▶ _Directions for this task_: Your answer should consist of each line from the data below that contains "ApiError".

▶ _Input_:
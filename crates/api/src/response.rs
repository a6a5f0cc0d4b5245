//! The `{success, message, data}` envelope used by every endpoint.

use axum::{
    Json,
    http::StatusCode,
    response::{IntoResponse, Response},
};
use serde::Serialize;

use procura_core::Outcome;

use crate::error::ApiError;

/// Result type for handlers.
pub type ApiResult<T> = Result<ApiResponse<T>, ApiError>;

/// Successful response envelope.
#[derive(Debug, Serialize)]
pub struct ApiResponse<T: Serialize> {
    /// Always true.
    pub success: bool,
    /// Human readable summary.
    pub message: String,
    /// Payload.
    pub data: T,
    #[serde(skip)]
    status: StatusCode,
}

impl<T: Serialize> ApiResponse<T> {
    /// A 200 response.
    pub fn ok(message: impl Into<String>, data: T) -> Self {
        Self {
            success: true,
            message: message.into(),
            data,
            status: StatusCode::OK,
        }
    }

    /// A 201 response.
    pub fn created(message: impl Into<String>, data: T) -> Self {
        Self::ok(message, data).with_status(StatusCode::CREATED)
    }

    /// Overrides the HTTP status.
    #[must_use]
    pub fn with_status(mut self, status: StatusCode) -> Self {
        self.status = status;
        self
    }
}

/// Payload of an entity-returning operation.
#[derive(Debug, Serialize)]
pub struct EntityData<T: Serialize> {
    /// The entity after the operation.
    pub entity: T,
    /// Statuses the caller may move it to next.
    pub available_transitions: Vec<String>,
}

impl<T: Serialize> From<Outcome<T>> for ApiResponse<EntityData<T>> {
    fn from(outcome: Outcome<T>) -> Self {
        Self::ok(
            outcome.message,
            EntityData {
                entity: outcome.entity,
                available_transitions: outcome.available_transitions,
            },
        )
    }
}

impl<T: Serialize> IntoResponse for ApiResponse<T> {
    fn into_response(self) -> Response {
        (self.status, Json(self)).into_response()
    }
}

▶ _Written reply_:
use crate::error::ApiError;
pub type ApiResult<T> = Result<ApiResponse<T>, ApiError>;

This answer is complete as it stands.